A friendship's revival
Soon after she had moved out, she reached out to me. She told me she was in the process of healing and she was contacting me to get closure. I told her I wasn't interested. To be honest, I was relieved she was gone as the weight of holding her up had lifted off my shoulders. I finally felt like I could focus on healing my darkness without being dragged down by hers. That year though, healing did not take place. I stopped taking my prescribed anti-depressants and engaged in multiple one-night stands, neglected my children, and smoked my health away with cigarettes. It took another 4 years before I actively dedicated myself to my healing journey. Within those years, she and I had seen each other and crossed paths, but the energy was still toxic. She now admits that she wanted to reach out and kept tabs on me through mutual acquaintances but knew I wasn't ready. She was right. I wasn't ready to forgive her for not choosing me when I gave her the choice. I resented her for throwing our friendship away. I blamed her for holding me back. As far as I knew, I was better off without her. Then one innocent day, I was walking back home from the post office. I had dropped off a package from a sale I had made in my small business. As I crossed the road and was almost home, a car stopped to let me pass, rolled down the window, and shouted.

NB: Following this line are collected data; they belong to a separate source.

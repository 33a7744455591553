//! Consolidation of partial tuple files into one patient-ordered file.

use std::collections::BTreeMap;
use std::fs::File;
use std::io::{self, BufWriter, Write};
use std::path::{Path, PathBuf};
use std::time::Instant;

use sha2::{Digest, Sha256};
use tracing::{debug, info, info_span, warn};

use eicu_ingest::list_files_with_extension;
use eicu_model::{Event, EventTuple, PatientId, TUPLE_HEADER};

use crate::config::ensure_parent;
use crate::error::{CoreError, Result};
use crate::partial::{BlockReader, PARTIAL_EXTENSION};

/// Writer that hashes everything passing through it.
struct HashingWriter<W> {
    inner: W,
    hasher: Sha256,
}

impl<W: Write> Write for HashingWriter<W> {
    fn write(&mut self, buf: &[u8]) -> io::Result<usize> {
        let written = self.inner.write(buf)?;
        self.hasher.update(&buf[..written]);
        Ok(written)
    }

    fn flush(&mut self) -> io::Result<()> {
        self.inner.flush()
    }
}

/// Outcome of a merge that produced a file.
#[derive(Debug, Clone, PartialEq)]
pub struct MergeSummary {
    pub output: PathBuf,
    pub files: usize,
    pub patients: usize,
    pub tuples: u64,
    /// Hex SHA-256 of the consolidated file.
    pub sha256: String,
}

/// All events per patient, ordered by patient id.
pub type PatientEvents = BTreeMap<PatientId, Vec<Event>>;

/// Accumulates the blocks of every file in order.
pub fn collect_partials(files: &[PathBuf]) -> Result<PatientEvents> {
    let mut patients = PatientEvents::new();
    for path in files {
        let mut blocks = 0usize;
        for block in BlockReader::open(path)? {
            let block = block?;
            blocks += 1;
            patients
                .entry(block.patient_id)
                .or_default()
                .extend(block.events);
        }
        debug!(path = %path.display(), blocks, "read partial file");
    }
    Ok(patients)
}

/// Sorts each patient's events by time (stable) and writes the consolidated
/// file. Patients without events are omitted.
pub fn write_consolidated(patients: PatientEvents, output: &Path) -> Result<(usize, u64, String)> {
    ensure_parent(output)?;
    let file = File::create(output).map_err(|source| CoreError::write(output, source))?;
    let hashing = HashingWriter {
        inner: BufWriter::new(file),
        hasher: Sha256::new(),
    };
    let mut writer = csv::Writer::from_writer(hashing);
    writer
        .write_record(TUPLE_HEADER)
        .map_err(|e| CoreError::from_csv_write(output, e))?;

    let mut written_patients = 0;
    let mut tuples = 0u64;
    for (patient_id, mut events) in patients {
        if events.is_empty() {
            continue;
        }
        events.sort_by_key(|event| event.time);
        written_patients += 1;
        for event in events {
            let tuple = EventTuple {
                patient_id: patient_id.clone(),
                event,
            };
            writer
                .write_record(tuple.to_record())
                .map_err(|e| CoreError::from_csv_write(output, e))?;
            tuples += 1;
        }
    }

    let mut hashing = writer
        .into_inner()
        .map_err(|e| CoreError::write(output, e.into_error()))?;
    hashing
        .flush()
        .map_err(|source| CoreError::write(output, source))?;
    let digest = hex::encode(hashing.hasher.finalize());
    Ok((written_patients, tuples, digest))
}

/// Merges every `*.tri` file in `tuple_dir` into `output`.
///
/// Returns `Ok(None)` without touching `output` when there is nothing to
/// merge.
pub fn merge_partials(tuple_dir: &Path, output: &Path) -> Result<Option<MergeSummary>> {
    let span = info_span!("merge", dir = %tuple_dir.display());
    let _guard = span.enter();
    let start = Instant::now();

    let mut files = if tuple_dir.is_dir() {
        list_files_with_extension(tuple_dir, PARTIAL_EXTENSION)?
    } else {
        Vec::new()
    };
    files.sort_by(|a, b| {
        partial_order_key(a)
            .cmp(&partial_order_key(b))
            .then_with(|| a.cmp(b))
    });
    if files.is_empty() {
        warn!(dir = %tuple_dir.display(), "no partial tuple files, skipping merge");
        return Ok(None);
    }

    let patients = collect_partials(&files)?;
    let (written_patients, tuples, sha256) = write_consolidated(patients, output)?;

    info!(
        path = %output.display(),
        files = files.len(),
        patients = written_patients,
        tuples,
        sha256 = %sha256,
        duration_ms = start.elapsed().as_millis(),
        "merged tuples"
    );
    Ok(Some(MergeSummary {
        output: output.to_path_buf(),
        files: files.len(),
        patients: written_patients,
        tuples,
        sha256,
    }))
}

/// Orders `lab.tri`, `lab2.tri`, `lab10.tri` by table, then chunk number.
fn partial_order_key(path: &Path) -> (String, Option<u64>) {
    let stem = path
        .file_stem()
        .map(|stem| stem.to_string_lossy().into_owned())
        .unwrap_or_default();
    let table = stem.trim_end_matches(|c: char| c.is_ascii_digit());
    let chunk = stem[table.len()..].parse::<u64>().ok();
    (table.to_string(), chunk)
}

/// Hex SHA-256 of a file's contents.
pub fn file_sha256(path: &Path) -> Result<String> {
    let mut file = File::open(path).map_err(|source| CoreError::FileRead {
        path: path.to_path_buf(),
        source,
    })?;
    let mut hasher = Sha256::new();
    io::copy(&mut file, &mut hasher).map_err(|source| CoreError::FileRead {
        path: path.to_path_buf(),
        source,
    })?;
    Ok(hex::encode(hasher.finalize()))
}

It was her. But this time, it was like we had never gone our separate ways. No tension. No dark energy. "Oh hey!", the words came as naturally as breathing. Then my mouth started spewing out words about my life where she cut me off and said, "Do you want to come over and we can chat?". I said yes. She lived right behind my building! The weeks following our reunion, we talked a lot about the past and healed the parts of our story that we couldn't heal without the other. We are ourselves again, well, a healthier, more empowered version of who we were ready to take on the world together as we had always talked about. We realize now that the crossroad we faced where we were forced to make different decisions was needed for our own survival and the eventual survival of our spiritually derived bond. Our love is stronger than ever now.